What the task requires »
Lines containing the word "BufReader" in the data below: say how many, with no other text.
==== Supplied records ====
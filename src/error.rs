use thiserror::Error;

/// Failures of the reprojection-based measurement covariance
#[derive(Error, Debug, Clone, PartialEq)]
pub enum MeasurementError {
    #[error("Corner {corner} projects behind or onto the camera plane (depth {depth:.3e})")]
    DegenerateProjection { corner: usize, depth: f64 },

    #[error("Stacked Jacobian is ill-conditioned (eigenvalue ratio {ratio:.3e})")]
    IllConditioned { ratio: f64 },

    #[error("Invalid marker length: {0}")]
    InvalidMarkerLength(f64),
}

/// Kalman filter numeric failures
#[derive(Error, Debug, Clone, PartialEq)]
pub enum FilterError {
    #[error("Innovation covariance is singular")]
    SingularInnovation,

    #[error("Filter for tag {0} has no estimate yet")]
    Uninitialized(i32),
}

#[derive(Error, Debug, Clone, PartialEq)]
pub enum ConfigError {
    #[error("Invalid parameters: {0}")]
    InvalidParameters(String),
}

/// Crate-level error type
#[derive(Error, Debug)]
pub enum TrackerError {
    #[error(transparent)]
    Measurement(#[from] MeasurementError),

    #[error(transparent)]
    Filter(#[from] FilterError),

    #[error(transparent)]
    Config(#[from] ConfigError),

    #[error("Publish error: {0}")]
    Publish(String),

    #[error("I/O error: {0}")]
    Io(#[from] std::io::Error),

    #[error("JSON error: {0}")]
    Json(#[from] serde_json::Error),
}

pub type TrackerResult<T> = Result<T, TrackerError>;
use std::fs::File;
use std::io::{self, BufRead, BufReader};
use std::path::{Path, PathBuf};

use anyhow::{Context, Result};
use chrono::Utc;
use clap::Parser;
use flate2::read::GzDecoder;
use log::{debug, info, warn};
use serde::Deserialize;
use tokio::time::{interval, Duration, MissedTickBehavior};

use marker_tracker_rs::publisher::{JsonLinesPublisher, PoseBoard, PosePublisher};
use marker_tracker_rs::types::{Detection, Extrinsics, Timestamp, VehicleState};
use marker_tracker_rs::{CycleStatus, Session, TrackerConfig};

#[derive(Parser, Debug)]
#[command(name = "marker_tracker")]
#[command(about = "Fiducial marker tracker - per-tag EKF replay", long_about = None)]
struct Args {
    /// Recorded cycles, one JSON object per line (.jsonl or .jsonl.gz)
    #[arg(long)]
    input: PathBuf,

    /// Tracker configuration (JSON); defaults are used when absent
    #[arg(long)]
    config: Option<PathBuf>,

    /// State log output, overrides the configured path
    #[arg(long)]
    log: Option<PathBuf>,

    /// Log decimation, overrides the configured value
    #[arg(long)]
    decimation: Option<u32>,

    /// Pace cycles at the configured period instead of replaying flat out
    #[arg(long, default_value_t = false)]
    realtime: bool,

    /// Do not print published poses; only the final summary
    #[arg(long, default_value_t = false)]
    quiet: bool,
}

/// One recorded control cycle.
#[derive(Debug, Default, Deserialize)]
#[serde(default)]
struct ReplayFrame {
    timestamp: Option<Timestamp>,
    extrinsics: Option<Extrinsics>,
    vehicle: Option<VehicleState>,
    detections: Vec<Detection>,
}

fn open_input(path: &Path) -> Result<Box<dyn BufRead>> {
    let file = File::open(path).with_context(|| format!("opening {}", path.display()))?;
    if path.extension().map(|e| e == "gz").unwrap_or(false) {
        Ok(Box::new(BufReader::new(GzDecoder::new(file))))
    } else {
        Ok(Box::new(BufReader::new(file)))
    }
}

fn load_frames(path: &Path) -> Result<Vec<ReplayFrame>> {
    let reader = open_input(path)?;
    let mut frames = Vec::new();
    for (lineno, line) in reader.lines().enumerate() {
        let line = line?;
        if line.trim().is_empty() {
            continue;
        }
        let frame: ReplayFrame = serde_json::from_str(&line)
            .with_context(|| format!("{}:{}: bad cycle record", path.display(), lineno + 1))?;
        frames.push(frame);
    }
    Ok(frames)
}

fn load_config(args: &Args) -> Result<TrackerConfig> {
    let mut config = match &args.config {
        Some(path) => TrackerConfig::load(path)?,
        None => TrackerConfig::default(),
    };
    if let Some(path) = &args.log {
        config.log.path = Some(path.clone());
    }
    if let Some(k) = args.decimation {
        config.log.decimation = k;
    }
    config.validate()?;
    Ok(config)
}

#[tokio::main]
async fn main() -> Result<()> {
    env_logger::Builder::from_env(env_logger::Env::default().default_filter_or("info")).init();
    let args = Args::parse();

    let frames = load_frames(&args.input)?;
    let mut session = Session::with_config_log(load_config(&args)?)?;
    let period_ms = session.config().period_ms;
    info!(
        "[{}] Replaying {} cycles from {} (period {} ms)",
        Utc::now().format("%H:%M:%S"),
        frames.len(),
        args.input.display(),
        period_ms
    );

    let mut ticker = interval(Duration::from_millis(period_ms));
    ticker.set_missed_tick_behavior(MissedTickBehavior::Delay);

    let stdout = io::stdout();
    let mut printer = JsonLinesPublisher::new(stdout.lock());
    let mut board = PoseBoard::new();
    let mut vehicle: Option<VehicleState> = None;

    for frame in frames {
        if args.realtime {
            ticker.tick().await;
        }

        if let Some(extrinsics) = &frame.extrinsics {
            session.set_extrinsics(extrinsics);
        }
        // Last received vehicle state stays current until replaced
        if frame.vehicle.is_some() {
            vehicle = frame.vehicle;
        }
        for detection in frame.detections {
            session.push_detection(detection);
        }

        let now = frame.timestamp.unwrap_or_else(Timestamp::now);
        let publisher: &mut dyn PosePublisher = if args.quiet {
            &mut board
        } else {
            &mut printer
        };
        let status = session.cycle(vehicle.as_ref(), now, publisher);
        if status == CycleStatus::Paused {
            debug!("Cycle at {:.3}s paused: no extrinsics", now.as_secs_f64());
        }
    }

    let tags = session.bank().identities();
    let summary = session.finish();
    if summary.paused_cycles == summary.cycles && summary.cycles > 0 {
        warn!("No extrinsics in the recording; nothing was tracked");
    }
    info!("Tracked tags: {:?}", tags);
    eprintln!("{}", serde_json::to_string_pretty(&summary)?);

    Ok(())
}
====
Task result »
3